Artificial Intelligence and data-led systems are now influencing every major sector - industry, agriculture, health, urban services. Infrastructure such as data centres will power this shift. But infrastructure alone is not enough. Governance systems must also keep pace. This is where the State Transformation Commission is being positioned to intervene in a more structured way.
At present, departmental data systems remain largely siloed. Information is often compiled afresh at district, block and village levels whenever required. In some cases, numbers vary depending on the source or the timing of collection. Sample surveys continue to be relied upon where real-time data capture is possible. This affects both planning accuracy and outcome measurement.

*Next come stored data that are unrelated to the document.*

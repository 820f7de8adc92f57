//! Rule for columns coming out of a table merge.
use crate::meta::VariableMeta;
use crate::processing_log::{LogEntry, Parents};
use crate::variable::Variable;

/// Metadata of a non-key column carried into a merge result as `output_name`.
///
/// The column keeps its own metadata. Its log gains a `merge` entry whose
/// parent is the column's target before the merge.
pub(crate) fn merged_column_metadata(source: &Variable, output_name: &str, logging: bool) -> VariableMeta {
    let mut meta = source.metadata.clone();
    if logging {
        let parents: Parents = Parents::from_iter([source.target()]);
        meta.processing_log.push(LogEntry::derived(output_name, parents, "merge"));
    }
    meta
}

#[cfg(test)]
mod tests {
    use super::*;
    use crate::meta::Source;

    #[test]
    fn test_merge_keeps_own_metadata() {
        let var = Variable::new("gdp", vec![1.0])
            .with_metadata(VariableMeta::new().with_unit("$").with_source(Source::new("WDI")));

        let meta = merged_column_metadata(&var, "gdp_x", true);

        assert_eq!(meta.unit.as_deref(), Some("$"));
        assert_eq!(meta.sources, var.metadata.sources);
        let entry = meta.processing_log.last().unwrap();
        assert_eq!(entry.operation, "merge");
        assert_eq!(entry.variable, "gdp_x");
        assert_eq!(entry.parents.as_slice(), ["gdp".to_string()]);
    }

    #[test]
    fn test_merge_without_logging() {
        let var = Variable::new("gdp", vec![1.0]);
        assert!(merged_column_metadata(&var, "gdp", false).processing_log.is_empty());
    }
}
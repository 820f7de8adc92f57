use super::Table;
use crate::meta::{merge_unique, DatasetMeta, License, Origin, Source};
use crate::propagation;

impl Table {
    /// Sources of every column, deduplicated by name in column order.
    pub fn gather_sources(&self) -> Vec<Source> {
        propagation::gather_sources(&self.columns)
    }

    pub fn gather_licenses(&self) -> Vec<License> {
        propagation::gather_licenses(&self.columns)
    }

    pub fn gather_origins(&self) -> Vec<Origin> {
        propagation::gather_origins(&self.columns)
    }

    /// Folds the columns' sources and licenses into the dataset metadata,
    /// after the ones it already lists.
    pub fn update_dataset_metadata(&mut self) {
        let dataset = &mut self.metadata.dataset;
        dataset.sources = merge_unique([dataset.sources.as_slice(), propagation::gather_sources(&self.columns).as_slice()]);
        dataset.licenses = merge_unique([dataset.licenses.as_slice(), propagation::gather_licenses(&self.columns).as_slice()]);
    }
}

/// Dataset metadata for a dataset made of `tables`: the first table's dataset
/// fields, with sources and licenses gathered from every column of every table.
pub fn gather_sources_from_tables(tables: &[&Table]) -> DatasetMeta {
    let mut dataset = propagation::combine_datasets(tables.iter().map(|t| &t.metadata.dataset));
    let columns = tables.iter().flat_map(|t| t.columns.iter());
    let sources = propagation::gather_sources(columns.clone());
    let licenses = propagation::gather_licenses(columns);
    dataset.sources = merge_unique([dataset.sources.as_slice(), sources.as_slice()]);
    dataset.licenses = merge_unique([dataset.licenses.as_slice(), licenses.as_slice()]);
    dataset
}
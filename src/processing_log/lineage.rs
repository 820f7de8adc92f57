//! Replays a processing log into the lineage DAG of its targets.
use super::entry::ProcessingLog;
use crate::error::{CatalogError, Result};
use petgraph::algo::toposort;
use petgraph::graph::{DiGraph, NodeIndex};
use petgraph::Direction;
use std::collections::{HashMap, HashSet, VecDeque};

/// Nodes are log targets; an edge `parent -> target` carries the operation.
#[derive(Debug, Clone, Default)]
pub struct LineageGraph {
    graph: DiGraph<String, String>,
    index: HashMap<String, NodeIndex>,
}

impl LineageGraph {
    pub fn from_log(log: &ProcessingLog) -> Result<Self> {
        let mut lineage = Self::default();
        for entry in log {
            let target = lineage.node(&entry.target);
            for parent in &entry.parents {
                let parent = lineage.node(parent);
                lineage.graph.update_edge(parent, target, entry.operation.clone());
            }
        }

        // Rejects cycles (self-references included) up front.
        lineage.sorted_indices()?;
        Ok(lineage)
    }

    fn node(&mut self, target: &str) -> NodeIndex {
        if let Some(&idx) = self.index.get(target) {
            return idx;
        }
        let idx = self.graph.add_node(target.to_string());
        self.index.insert(target.to_string(), idx);
        idx
    }

    fn sorted_indices(&self) -> Result<Vec<NodeIndex>> {
        toposort(&self.graph, None)
            .map_err(|cycle| CatalogError::CycleDetected(self.graph[cycle.node_id()].clone()))
    }

    pub fn node_count(&self) -> usize { self.graph.node_count() }
    pub fn edge_count(&self) -> usize { self.graph.edge_count() }
    pub fn contains(&self, target: &str) -> bool { self.index.contains_key(target) }

    /// Every target ordered so that parents precede the targets derived from them.
    pub fn topological_order(&self) -> Result<Vec<&str>> {
        Ok(self.sorted_indices()?.into_iter().map(|idx| self.graph[idx].as_str()).collect())
    }

    /// Direct parents of `target`, in the order they first appeared in the log.
    pub fn parents(&self, target: &str) -> Vec<&str> {
        let Some(&idx) = self.index.get(target) else {
            return Vec::new();
        };
        let mut parents: Vec<NodeIndex> = self.graph.neighbors_directed(idx, Direction::Incoming).collect();
        parents.sort();
        parents.into_iter().map(|p| self.graph[p].as_str()).collect()
    }

    /// The operation that produced `target` from `parent`, if they are linked.
    pub fn operation(&self, parent: &str, target: &str) -> Option<&str> {
        let from = *self.index.get(parent)?;
        let to = *self.index.get(target)?;
        let edge = self.graph.find_edge(from, to)?;
        Some(self.graph[edge].as_str())
    }

    /// All transitive predecessors of `target`.
    pub fn ancestors(&self, target: &str) -> Vec<&str> {
        let Some(&start) = self.index.get(target) else {
            return Vec::new();
        };
        let mut visited = HashSet::new();
        let mut queue = VecDeque::from([start]);
        while let Some(node) = queue.pop_front() {
            for parent in self.graph.neighbors_directed(node, Direction::Incoming) {
                if visited.insert(parent) {
                    queue.push_back(parent);
                }
            }
        }
        let mut found: Vec<NodeIndex> = visited.into_iter().collect();
        found.sort();
        found.into_iter().map(|idx| self.graph[idx].as_str()).collect()
    }

    /// Targets with no parents, i.e. raw inputs.
    pub fn roots(&self) -> Vec<&str> {
        self.graph
            .node_indices()
            .filter(|&idx| self.graph.neighbors_directed(idx, Direction::Incoming).next().is_none())
            .map(|idx| self.graph[idx].as_str())
            .collect()
    }
}
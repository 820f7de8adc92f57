use super::Table;
use crate::error::Result;
use crate::processing_log::is_processing_log_enabled;
use crate::propagation;
use crate::variable::{Series, Variable};
use log::debug;

/// Stacks `tables` row-wise.
///
/// Columns appear in first-appearance order; a column absent from a table is
/// filled with missing values for that table's rows. Table metadata comes from
/// the first table, dataset provenance is unioned.
pub fn concat(tables: &[&Table]) -> Result<Table> {
    let Some(first) = tables.first() else {
        return Ok(Table::new());
    };
    let logging = is_processing_log_enabled();

    let mut names: Vec<&str> = Vec::new();
    for table in tables {
        for name in table.column_names() {
            if !names.contains(&name) {
                names.push(name);
            }
        }
    }

    let mut columns = Vec::with_capacity(names.len());
    for name in names {
        let present: Vec<&Variable> = tables.iter().filter_map(|t| t.get(name).ok()).collect();
        // `present` is never empty: `name` came from one of the tables.
        let dtype = present[0].values.dtype();
        let parts: Vec<Series> = tables
            .iter()
            .map(|t| match t.get(name) {
                Ok(var) => var.values.clone(),
                Err(_) => Series::nulls(dtype, t.n_rows()),
            })
            .collect();

        let values = Series::concat(&parts)?;
        let metadata = propagation::stacked_metadata(name, &present, "concat", logging);
        columns.push(Variable { name: Some(name.to_string()), values, metadata });
    }

    let mut metadata = first.metadata.clone();
    metadata.dataset = propagation::combine_datasets(tables.iter().map(|t| &t.metadata.dataset));

    let out = Table { columns, primary_key: first.primary_key.clone(), metadata };
    debug!("Concatenated {} tables into {} rows x {} columns", tables.len(), out.n_rows(), out.n_columns());
    Ok(out)
}

impl Table {
    pub fn concat(&self, others: &[&Table]) -> Result<Table> {
        let mut all = vec![self];
        all.extend_from_slice(others);
        concat(&all)
    }
}
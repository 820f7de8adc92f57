//! Defines the error types shared by the catalog core.
use thiserror::Error;

#[derive(Error, Debug, Clone, PartialEq, Eq)]
pub enum CatalogError {
    #[error("Length mismatch in '{op}': {left} rows vs {right} rows")]
    LengthMismatch { op: String, left: usize, right: usize },
    #[error("Type error: {0}")]
    TypeMismatch(String),
    #[error("Column '{0}' not found")]
    ColumnNotFound(String),
    #[error("Column '{0}' already exists")]
    DuplicateColumn(String),
    #[error("Invalid processing log: {0}")]
    InvalidLog(String),
    #[error("Cycle detected in processing log involving '{0}'")]
    CycleDetected(String),
    #[error("Invalid argument: {0}")]
    InvalidArgument(String),
    #[error("Serialization error: {0}")]
    Serialization(String),
    #[error("Could not detect a {0} column")]
    MissingDimension(String),
}

pub type Result<T> = std::result::Result<T, CatalogError>;
//! Human-readable renderings of processing logs.
pub mod trace;

pub use trace::format_trace;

The proposed State Data Authority, to function under the State Transformation Commission, is intended to correct these structural gaps. The effort is to move toward real-time, standardised and beneficiary-level data systems across departments. The objective is to ensure reliable data that can support policy decisions, budget prioritisation and district-level monitoring without repeated duplication of effort.
The Commission will be tasked with building a unified state-level data architecture. This includes improving integration across departments, reducing inconsistencies, and enabling geo-specific analysis so that gaps can be identified not only at the state level but at district and block levels as well. The intent is not merely digitisation, but coherence.
This reform assumes importance in the context of Uttar Pradesh’s stated economic goals, becoming a one trillion dollar economy by 2029 and progressing toward six trillion dollars by 2047. Such targets require sharper measurement systems. Without credible and timely data, planning remains reactive.
In parallel, the State Transformation Commission continues to serve as the nodal agency for large-scale structural initiatives, including the development roadmap for Data Centre Clusters in the state. While the infrastructure push focuses on building computing capacity and attracting long-term investment, the State Data Authority is designed to strengthen governance capacity. One builds physical capability, while the other builds institutional credibility.
The ₹100 crore provision in the 2026–27 Budget is therefore not a routine allocation. It signals a shift from fragmented data handling to a more disciplined, integrated framework under a single coordinating institution. Further operational guidelines will be issued as the Commission moves to implement the proposed framework.